Starting with the line containing "let base_rate = positive_liquid_rate(request)?;" and going on through the line containing "let fraction = i", return the lines of the data below exactly, and only those.

■ ■ ■ ■

//! Component string design: casing programs and bottom-hole assemblies
//!
//! - `recalculator`: one-pass depth propagation under pending drafts
//! - `validation`: diameter and overlap diagnostics
//! - `editor`: `ComponentString`, the add/edit/commit/remove lifecycle
//! - `geometry`: export of a committed layout as flow-path segments

mod editor;
mod geometry;
mod recalculator;
mod validation;

pub use editor::ComponentString;
pub use geometry::to_geometry_segments;
pub use recalculator::{recalculate, RecalcContext};
pub use validation::validate_string;
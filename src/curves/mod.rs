//! Performance curve computations
//!
//! - `validation`: shape rules every curve must satisfy (≥2 finite points,
//!   rate monotonic within tolerance)
//! - `intersection`: operating point of an inflow/lift pair
//! - `interpolation`: pressure at a given rate along one curve
//!
//! All functions are pure and allocate their own output, so they are safe to
//! call from any number of threads.

mod interpolation;
mod intersection;
mod validation;

pub use interpolation::interpolate_pressure;
pub use intersection::find_operating_point;
pub use validation::validate_points;
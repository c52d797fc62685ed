//! Lift-performance request assembly and traverse → curve conversion.

use super::error::AnalysisError;
use super::state::StageKind;
use crate::config::LiftConfig;
use crate::services::ServiceError;
use crate::types::{
    Curve, CurveRole, CurveValidationError, FluidSnapshot, GeometrySegment, LiftFluidProperties,
    LiftInputs, LiftRequest, LiftResponse, Point,
};

/// Build a lift-performance request. Fluid-derived values override any
/// caller-supplied equivalents; caller values only fill gaps the snapshot
/// cannot (non-finite entries, reservoir pressure).
///
/// Fails without a reference pressure or a positive liquid rate.
pub fn build_lift_request(
    snapshot: &FluidSnapshot,
    inputs: &LiftInputs,
    geometry: &[GeometrySegment],
    method: &str,
    cfg: &LiftConfig,
) -> Result<LiftRequest, AnalysisError> {
    let reference_pressure = snapshot.reference_pressure.ok_or_else(|| {
        AnalysisError::Precondition("fluid snapshot has no reference pressure".to_string())
    })?;

    let prefer = |fluid: f64, caller: Option<f64>| -> f64 {
        if fluid.is_finite() {
            fluid
        } else {
            caller.filter(|v| v.is_finite()).unwrap_or(0.0)
        }
    };

    let fluid_properties = LiftFluidProperties {
        oil_rate: prefer(snapshot.oil_rate, inputs.oil_rate),
        water_rate: prefer(snapshot.water_rate, inputs.water_rate),
        gas_rate: prefer(snapshot.gas_rate, inputs.gas_rate),
        oil_gravity: prefer(snapshot.oil_gravity, inputs.oil_gravity),
        gas_gravity: prefer(snapshot.gas_gravity, inputs.gas_gravity),
        water_gravity: prefer(snapshot.water_gravity, inputs.water_gravity),
        reference_pressure: prefer(reference_pressure, inputs.reference_pressure),
        temperature: Some(prefer(snapshot.temperature, inputs.temperature)),
        reservoir_pressure: inputs.reservoir_pressure,
        extra: Default::default(),
    };

    let request = LiftRequest {
        fluid_properties,
        geometry: geometry.to_vec(),
        method: method.to_string(),
        surface_pressure: inputs.surface_pressure,
        mode: inputs.mode.clone().unwrap_or_else(|| cfg.mode.clone()),
        survey_data: inputs.survey.clone(),
    };
    positive_liquid_rate(&request)?;
    Ok(request)
}

/// Liquid rate the traverse is scaled from. Must be finite and above zero.
pub fn positive_liquid_rate(request: &LiftRequest) -> Result<f64, AnalysisError> {
    let rate = request.fluid_properties.liquid_rate();
    if rate.is_finite() && rate > 0.0 {
        Ok(rate)
    } else {
        Err(AnalysisError::Precondition(format!(
            "lift curve needs a positive liquid rate, got {rate}"
        )))
    }
}

/// Turn one pressure traverse into a rate/pressure curve.
///
/// The traverse is sampled at `sample_count` rate fractions
/// (`step, 2·step, …`) of the request's liquid rate, scaling the bottom-hole
/// pressure by `sqrt(fraction)`.
pub fn lift_curve_from_response(
    request: &LiftRequest,
    response: &LiftResponse,
    cfg: &LiftConfig,
    stage: StageKind,
) -> Result<Curve, AnalysisError> {
    let base_rate = positive_liquid_rate(request)?;

    let bhp = response
        .resolved_bottomhole_pressure()
        .ok_or_else(|| AnalysisError::Upstream {
            stage,
            source: ServiceError::decode("no bottom-hole pressure or pressure profile"),
        })?;

    let points = (1..=cfg.sample_count)
        .map(|i| {
            let fraction = i as f64 * cfg.sample_step;
            Point::new(base_rate * fraction, bhp * fraction.sqrt())
        })
        .collect();

    Curve::new(points).map_err(|e| {
        AnalysisError::Validation(CurveValidationError {
            curve: CurveRole::Lift,
            rule: e.rule,
        })
    })
}

#[cfg(test)]
mod tests {
    use super::*;
    use crate::types::{ProfilePoint, ReferencePressureSource};
    use chrono::Utc;

    fn cfg() -> LiftConfig {
        LiftConfig::default()
    }

    fn snapshot() -> FluidSnapshot {
        FluidSnapshot {
            oil_rate: 800.0,
            water_rate: 200.0,
            gas_rate: 400.0,
            gas_oil_ratio: 500.0,
            oil_gravity: 35.0,
            gas_gravity: 0.7,
            water_gravity: 1.05,
            temperature: 190.0,
            reference_pressure: Some(2100.0),
            reference_pressure_source: Some(ReferencePressureSource::Recommended),
            reference_method: Some("standing".into()),
            properties: Default::default(),
            computed_at: Utc::now(),
        }
    }

    #[test]
    fn test_fluid_values_override_caller() {
        let inputs = LiftInputs {
            oil_rate: Some(5.0),
            gas_gravity: Some(0.9),
            reference_pressure: Some(1.0),
            reservoir_pressure: Some(3200.0),
            ..Default::default()
        };
        let req = build_lift_request(&snapshot(), &inputs, &[], "gray", &cfg()).unwrap();
        assert_eq!(req.fluid_properties.oil_rate, 800.0);
        assert_eq!(req.fluid_properties.gas_gravity, 0.7);
        assert_eq!(req.fluid_properties.reference_pressure, 2100.0);
        assert_eq!(req.fluid_properties.reservoir_pressure, Some(3200.0));
        assert_eq!(req.method, "gray");
        assert_eq!(req.mode, "production");
    }

    #[test]
    fn test_missing_reference_pressure_is_precondition() {
        let mut snap = snapshot();
        snap.reference_pressure = None;
        let err = build_lift_request(&snap, &LiftInputs::default(), &[], "gray", &cfg())
            .unwrap_err();
        assert!(matches!(err, AnalysisError::Precondition(_)));
    }

    #[test]
    fn test_zero_liquid_rate_is_precondition() {
        let mut snap = snapshot();
        snap.oil_rate = 0.0;
        snap.water_rate = 0.0;
        let err = build_lift_request(&snap, &LiftInputs::default(), &[], "gray", &cfg())
            .unwrap_err();
        assert!(matches!(err, AnalysisError::Precondition(_)));
    }

    #[test]
    fn test_curve_sampling() {
        let req = build_lift_request(&snapshot(), &LiftInputs::default(), &[], "gray", &cfg())
            .unwrap();
        let resp = LiftResponse {
            pressure_profile: vec![],
            bottomhole_pressure: Some(1600.0),
        };
        let curve =
            lift_curve_from_response(&req, &resp, &cfg(), StageKind::LiftPerformance).unwrap();
        assert_eq!(curve.len(), 20);
        let first = curve.first();
        let last = curve.last();
        assert!((first.rate - 200.0).abs() < 1e-9);
        assert!((first.pressure - 1600.0 * 0.2_f64.sqrt()).abs() < 1e-9);
        assert!((last.rate - 4000.0).abs() < 1e-9);
        assert!((last.pressure - 3200.0).abs() < 1e-9);
        // Fraction 1.0 reproduces the traverse itself
        let unit = curve.points()[4];
        assert!((unit.rate - 1000.0).abs() < 1e-9);
        assert!((unit.pressure - 1600.0).abs() < 1e-9);
    }

    #[test]
    fn test_missing_pressure_is_upstream_error() {
        let req = build_lift_request(&snapshot(), &LiftInputs::default(), &[], "gray", &cfg())
            .unwrap();
        let resp = LiftResponse {
            pressure_profile: vec![ProfilePoint {
                depth: f64::NAN,
                pressure: 10.0,
            }],
            bottomhole_pressure: None,
        };
        let err =
            lift_curve_from_response(&req, &resp, &cfg(), StageKind::Sensitivity).unwrap_err();
        assert!(matches!(
            err,
            AnalysisError::Upstream {
                stage: StageKind::Sensitivity,
                ..
            }
        ));
    }
}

■ ■ ■ ■

**Answer to the problem:**
    let base_rate = positive_liquid_rate(request)?;

    let bhp = response
        .resolved_bottomhole_pressure()
        .ok_or_else(|| AnalysisError::Upstream {
            stage,
            source: ServiceError::decode("no bottom-hole pressure or pressure profile"),
        })?;

    let points = (1..=cfg.sample_count)
        .map(|i| {
            let fraction = i as f64 * cfg.sample_step;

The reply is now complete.